═════ Records for this task

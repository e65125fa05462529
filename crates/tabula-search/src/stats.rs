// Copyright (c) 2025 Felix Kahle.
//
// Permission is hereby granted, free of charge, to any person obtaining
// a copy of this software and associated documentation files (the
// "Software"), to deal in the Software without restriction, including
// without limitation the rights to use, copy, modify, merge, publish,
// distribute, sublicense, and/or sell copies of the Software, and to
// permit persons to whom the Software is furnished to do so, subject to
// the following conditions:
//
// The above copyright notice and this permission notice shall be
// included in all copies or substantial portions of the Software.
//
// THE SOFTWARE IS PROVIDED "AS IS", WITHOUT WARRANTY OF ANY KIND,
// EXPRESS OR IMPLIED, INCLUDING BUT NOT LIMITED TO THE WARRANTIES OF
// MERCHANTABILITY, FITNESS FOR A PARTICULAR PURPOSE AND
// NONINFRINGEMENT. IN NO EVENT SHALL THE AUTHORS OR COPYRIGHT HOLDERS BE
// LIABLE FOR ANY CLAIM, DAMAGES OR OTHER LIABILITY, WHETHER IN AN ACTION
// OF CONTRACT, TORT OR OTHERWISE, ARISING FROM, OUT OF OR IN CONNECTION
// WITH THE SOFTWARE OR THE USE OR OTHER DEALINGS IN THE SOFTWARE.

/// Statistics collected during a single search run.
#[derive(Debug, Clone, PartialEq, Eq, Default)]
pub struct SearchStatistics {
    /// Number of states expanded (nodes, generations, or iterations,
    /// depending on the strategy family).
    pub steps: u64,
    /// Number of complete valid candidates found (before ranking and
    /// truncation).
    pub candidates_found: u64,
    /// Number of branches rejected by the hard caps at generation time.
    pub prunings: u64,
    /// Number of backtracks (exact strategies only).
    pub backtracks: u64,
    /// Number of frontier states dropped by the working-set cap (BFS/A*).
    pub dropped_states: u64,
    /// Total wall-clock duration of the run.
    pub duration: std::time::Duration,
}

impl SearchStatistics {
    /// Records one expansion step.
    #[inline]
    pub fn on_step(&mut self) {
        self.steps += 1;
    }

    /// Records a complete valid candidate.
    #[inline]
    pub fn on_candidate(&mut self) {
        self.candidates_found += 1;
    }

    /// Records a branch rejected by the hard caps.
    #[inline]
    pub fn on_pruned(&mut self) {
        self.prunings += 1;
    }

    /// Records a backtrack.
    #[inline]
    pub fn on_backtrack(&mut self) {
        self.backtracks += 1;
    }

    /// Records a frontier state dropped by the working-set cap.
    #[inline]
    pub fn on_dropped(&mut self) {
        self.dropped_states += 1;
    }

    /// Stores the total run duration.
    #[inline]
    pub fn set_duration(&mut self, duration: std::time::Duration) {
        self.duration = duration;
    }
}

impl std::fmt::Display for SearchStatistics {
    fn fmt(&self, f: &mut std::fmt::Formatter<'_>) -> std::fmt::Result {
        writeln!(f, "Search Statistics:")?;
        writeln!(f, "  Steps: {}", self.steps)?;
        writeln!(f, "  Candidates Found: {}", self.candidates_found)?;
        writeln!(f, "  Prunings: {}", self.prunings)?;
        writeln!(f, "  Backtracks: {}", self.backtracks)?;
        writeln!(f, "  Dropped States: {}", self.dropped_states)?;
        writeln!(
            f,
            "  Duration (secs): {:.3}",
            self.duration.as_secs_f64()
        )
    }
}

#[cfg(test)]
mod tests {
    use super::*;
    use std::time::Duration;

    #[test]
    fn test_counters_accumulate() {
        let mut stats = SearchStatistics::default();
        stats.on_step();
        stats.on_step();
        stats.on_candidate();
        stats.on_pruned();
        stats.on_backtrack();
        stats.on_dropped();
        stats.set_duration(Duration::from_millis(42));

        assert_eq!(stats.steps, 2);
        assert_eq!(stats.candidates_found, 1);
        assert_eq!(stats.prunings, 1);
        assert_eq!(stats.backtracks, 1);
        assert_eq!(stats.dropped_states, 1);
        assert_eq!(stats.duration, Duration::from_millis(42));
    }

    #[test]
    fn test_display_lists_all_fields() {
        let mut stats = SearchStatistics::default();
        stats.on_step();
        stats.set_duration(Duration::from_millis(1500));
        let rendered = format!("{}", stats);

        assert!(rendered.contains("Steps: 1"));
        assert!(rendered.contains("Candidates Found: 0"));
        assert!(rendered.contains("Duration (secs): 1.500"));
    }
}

══════════

Would you restate every record word for word?

Answer below
repository e65125fa05462529
filename crates/tabula-search/src/stats.rs
// Copyright (c) 2025 Felix Kahle.
//
// Permission is hereby granted, free of charge, to any person obtaining
// a copy of this software and associated documentation files (the
// "Software"), to deal in the Software without restriction, including
// without limitation the rights to use, copy, modify, merge, publish,
// distribute, sublicense, and/or sell copies of the Software, and to
// permit persons to whom the Software is furnished to do so, subject to
// the following conditions:
//
// The above copyright notice and this permission notice shall be
// included in all copies or substantial portions of the Software.
//
// THE SOFTWARE IS PROVIDED "AS IS", WITHOUT WARRANTY OF ANY KIND,
// EXPRESS OR IMPLIED, INCLUDING BUT NOT LIMITED TO THE WARRANTIES OF
// MERCHANTABILITY, FITNESS FOR A PARTICULAR PURPOSE AND
// NONINFRINGEMENT. IN NO EVENT SHALL THE AUTHORS OR COPYRIGHT HOLDERS BE
// LIABLE FOR ANY CLAIM, DAMAGES OR OTHER LIABILITY, WHETHER IN AN ACTION
// OF CONTRACT, TORT OR OTHERWISE, ARISING FROM, OUT OF OR IN CONNECTION
// WITH THE SOFTWARE OR THE USE OR OTHER DEALINGS IN THE SOFTWARE.

/// Statistics collected during a single search run.
#[derive(Debug, Clone, PartialEq, Eq, Default)]
pub struct SearchStatistics {
    /// Number of states expanded (nodes, generations, or iterations,
    /// depending on the strategy family).
    pub steps: u64,
    /// Number of complete valid candidates found (before ranking and
    /// truncation).
    pub candidates_found: u64,
    /// Number of branches rejected by the hard caps at generation time.
    pub prunings: u64,
    /// Number of backtracks (exact strategies only).
    pub backtracks: u64,
    /// Number of frontier states dropped by the working-set cap (BFS/A*).
    pub dropped_states: u64,
    /// Total wall-clock duration of the run.
    pub duration: std::time::Duration,
}

impl SearchStatistics {
    /// Records one expansion step.
    #[inline]
    pub fn on_step(&mut self) {
        self.steps += 1;
    }

    /// Records a complete valid candidate.
    #[inline]
    pub fn on_candidate(&mut self) {
        self.candidates_found += 1;
    }

    /// Records a branch rejected by the hard caps.
    #[inline]
    pub fn on_pruned(&mut self) {
        self.prunings += 1;
    }

    /// Records a backtrack.
    #[inline]
    pub fn on_backtrack(&mut self) {
        self.backtracks += 1;
    }

    /// Records a frontier state dropped by the working-set cap.
    #[inline]
    pub fn on_dropped(&mut self) {
        self.dropped_states += 1;
    }

    /// Stores the total run duration.
    #[inline]
    pub fn set_duration(&mut self, duration: std::time::Duration) {
        self.duration = duration;
    }
}

impl std::fmt::Display for SearchStatistics {
    fn fmt(&self, f: &mut std::fmt::Formatter<'_>) -> std::fmt::Result {
        writeln!(f, "Search Statistics:")?;
        writeln!(f, "  Steps: {}", self.steps)?;
        writeln!(f, "  Candidates Found: {}", self.candidates_found)?;
        writeln!(f, "  Prunings: {}", self.prunings)?;
        writeln!(f, "  Backtracks: {}", self.backtracks)?;
        writeln!(f, "  Dropped States: {}", self.dropped_states)?;
        writeln!(
            f,
            "  Duration (secs): {:.3}",
            self.duration.as_secs_f64()
        )
    }
}

#[cfg(test)]
mod tests {
    use super::*;
    use std::time::Duration;

    #[test]
    fn test_counters_accumulate() {
        let mut stats = SearchStatistics::default();
        stats.on_step();
        stats.on_step();
        stats.on_candidate();
        stats.on_pruned();
        stats.on_backtrack();
        stats.on_dropped();
        stats.set_duration(Duration::from_millis(42));

        assert_eq!(stats.steps, 2);
        assert_eq!(stats.candidates_found, 1);
        assert_eq!(stats.prunings, 1);
        assert_eq!(stats.backtracks, 1);
        assert_eq!(stats.dropped_states, 1);
        assert_eq!(stats.duration, Duration::from_millis(42));
    }

    #[test]
    fn test_display_lists_all_fields() {
        let mut stats = SearchStatistics::default();
        stats.on_step();
        stats.set_duration(Duration::from_millis(1500));
        let rendered = format!("{}", stats);

        assert!(rendered.contains("Steps: 1"));
        assert!(rendered.contains("Candidates Found: 0"));
        assert!(rendered.contains("Duration (secs): 1.500"));
    }
}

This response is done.